El joven se llamaba Qu Feng y era un oficial bajo el mando de Jiang Shu. Normalmente no tenía oportunidad de ver a Li Fengqi cara a cara, así que al ser convocado se puso bastante nervioso.

Li Fengqi lo observó unos instantes antes de escoger un tema apropiado para comenzar.

—¿Sigues frecuentando la Torre Cuiyun últimamente?

La Torre Cuiyun era el mayor burdel masculino de Weizhou.

—¡¡¡!!!

Qu Feng se asustó tanto que agitó las manos frenéticamente.

—¡Ya no voy, ya no voy! ¡Príncipe, tenga clemencia! Aunque antes frecuentaba burdeles y barrios rojos, ahora tengo un hogar serio. ¿Cómo podría seguir yendo?

Li Fengqi frunció el ceño.

—¿Te casaste?

—No exactamente.

Qu Feng se rascó la cara con timidez.

—Solo… encontré a alguien con quien vivir. Ya se puede considerar un hogar. Solo me gustan los hombres, ¿cómo podría casarme…?

Li Fengqi quedó aún más convencido internamente. Sin mostrar nada en el rostro, preguntó:

—Entonces no está mal. Pero si ya no vas a la Torre Cuiyun, debe ser difícil comprar las cosas que necesitas normalmente, ¿no?

—¿Ah?

Qu Feng lo miró confundido durante un momento antes de entender finalmente a qué se refería.

Su expresión se volvió extraña. Se frotó las manos y respondió con cautela:

—N-no es tan difícil de comprar… ¿verdad?

Observó cuidadosamente la expresión de Li Fengqi y de pronto comprendió todo.

¿El príncipe lo había llamado para preguntarle por “ese tipo de cosas”?

Los ungüentos y objetos que usaban los hombres entre sí no eran difíciles de conseguir. El príncipe tampoco necesitaría preguntarle eso directamente. Así que seguramente el príncipe, después de tanto tiempo casado con Wangfei, quería probar cosas nuevas para animar la relación.

Después de todo, eran hombres. Comprendió inmediatamente las intenciones de Li Fengqi y mostró una sonrisa de “entiendo perfectamente”.

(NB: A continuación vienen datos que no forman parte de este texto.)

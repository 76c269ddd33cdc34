//! Managed agent aggregate root.

use super::{AgentId, AgentName, DeploymentConfig, EngineConfig, RetrievalConfig};
use chrono::{DateTime, Utc};
use mockable::Clock;
use serde::{Deserialize, Serialize};

/// Validated fields supplied when registering an agent.
#[derive(Debug, Clone, PartialEq, Eq)]
pub struct AgentDefinition {
    /// Unique display name.
    pub name: AgentName,
    /// Free-text description.
    pub description: Option<String>,
    /// Opaque runtime configuration.
    pub engine_config: EngineConfig,
    /// Source location.
    pub retrieval: RetrievalConfig,
    /// Deployment target.
    pub deployment: DeploymentConfig,
}

/// Partial update applied to an existing agent. `None` leaves a field as is.
#[derive(Debug, Clone, Default, PartialEq, Eq)]
pub struct AgentPatch {
    /// Replacement name.
    pub name: Option<AgentName>,
    /// Replacement description.
    pub description: Option<String>,
    /// Replacement engine configuration.
    pub engine_config: Option<EngineConfig>,
    /// Replacement source location.
    pub retrieval: Option<RetrievalConfig>,
    /// Replacement deployment target.
    pub deployment: Option<DeploymentConfig>,
}

impl AgentPatch {
    /// Returns whether the patch changes nothing.
    #[must_use]
    pub const fn is_empty(&self) -> bool {
        self.name.is_none()
            && self.description.is_none()
            && self.engine_config.is_none()
            && self.retrieval.is_none()
            && self.deployment.is_none()
    }
}

/// Managed agent aggregate root.
#[derive(Debug, Clone, PartialEq, Eq, Serialize, Deserialize)]
pub struct ManagedAgent {
    id: AgentId,
    name: AgentName,
    description: Option<String>,
    engine_config: EngineConfig,
    retrieval: RetrievalConfig,
    deployment: DeploymentConfig,
    created_at: DateTime<Utc>,
    updated_at: DateTime<Utc>,
}

/// Parameter object for reconstructing a persisted agent.
#[derive(Debug, Clone, PartialEq, Eq)]
pub struct PersistedAgentData {
    /// Persisted identifier.
    pub id: AgentId,
    /// Persisted name.
    pub name: AgentName,
    /// Persisted description.
    pub description: Option<String>,
    /// Persisted engine configuration.
    pub engine_config: EngineConfig,
    /// Persisted source location.
    pub retrieval: RetrievalConfig,
    /// Persisted deployment target.
    pub deployment: DeploymentConfig,
    /// Persisted creation timestamp.
    pub created_at: DateTime<Utc>,
    /// Persisted update timestamp.
    pub updated_at: DateTime<Utc>,
}

impl ManagedAgent {
    /// Creates a new managed agent.
    #[must_use]
    pub fn new(id: AgentId, definition: AgentDefinition, clock: &impl Clock) -> Self {
        let timestamp = clock.utc();
        let AgentDefinition {
            name,
            description,
            engine_config,
            retrieval,
            deployment,
        } = definition;
        Self {
            id,
            name,
            description,
            engine_config,
            retrieval,
            deployment,
            created_at: timestamp,
            updated_at: timestamp,
        }
    }

    /// Reconstructs an agent from persisted storage.
    #[must_use]
    pub fn from_persisted(data: PersistedAgentData) -> Self {
        Self {
            id: data.id,
            name: data.name,
            description: data.description,
            engine_config: data.engine_config,
            retrieval: data.retrieval,
            deployment: data.deployment,
            created_at: data.created_at,
            updated_at: data.updated_at,
        }
    }

    /// Returns the agent identifier.
    #[must_use]
    pub const fn id(&self) -> &AgentId {
        &self.id
    }

    /// Returns the agent name.
    #[must_use]
    pub const fn name(&self) -> &AgentName {
        &self.name
    }

    /// Returns the description.
    #[must_use]
    pub fn description(&self) -> Option<&str> {
        self.description.as_deref()
    }

    /// Returns the engine configuration.
    #[must_use]
    pub const fn engine_config(&self) -> &EngineConfig {
        &self.engine_config
    }

    /// Returns the source location.
    #[must_use]
    pub const fn retrieval(&self) -> &RetrievalConfig {
        &self.retrieval
    }

    /// Returns the deployment target.
    #[must_use]
    pub const fn deployment(&self) -> &DeploymentConfig {
        &self.deployment
    }

    /// Returns the creation timestamp.
    #[must_use]
    pub const fn created_at(&self) -> DateTime<Utc> {
        self.created_at
    }

    /// Returns the latest update timestamp.
    #[must_use]
    pub const fn updated_at(&self) -> DateTime<Utc> {
        self.updated_at
    }

    /// Applies a partial update. An empty patch leaves the timestamp alone.
    pub fn apply(&mut self, patch: AgentPatch, clock: &impl Clock) {
        if patch.is_empty() {
            return;
        }
        let AgentPatch {
            name,
            description,
            engine_config,
            retrieval,
            deployment,
        } = patch;
        if let Some(value) = name {
            self.name = value;
        }
        if let Some(value) = description {
            self.description = Some(value);
        }
        if let Some(value) = engine_config {
            self.engine_config = value;
        }
        if let Some(value) = retrieval {
            self.retrieval = value;
        }
        if let Some(value) = deployment {
            self.deployment = value;
        }
        self.touch(clock);
    }

    fn touch(&mut self, clock: &impl Clock) {
        self.updated_at = clock.utc();
    }
}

—Su Alteza puede buscar al viejo Xu en la tienda de cosméticos de la calle este. Allí suelen llegar productos nuevos.

—?

Aunque no entendía por qué una tienda de cosméticos vendería esas cosas, Li Fengqi jamás admitiría que no sabía nada. Así que asintió con calma.

—Puedes retirarte. Ve con Jiang Shu y dile que te dé un mes de recompensa.

Qu Feng salió feliz de la tienda.

Li Fengqi lo pensó un momento, luego salió, tomó su caballo y se dirigió hacia la calle este.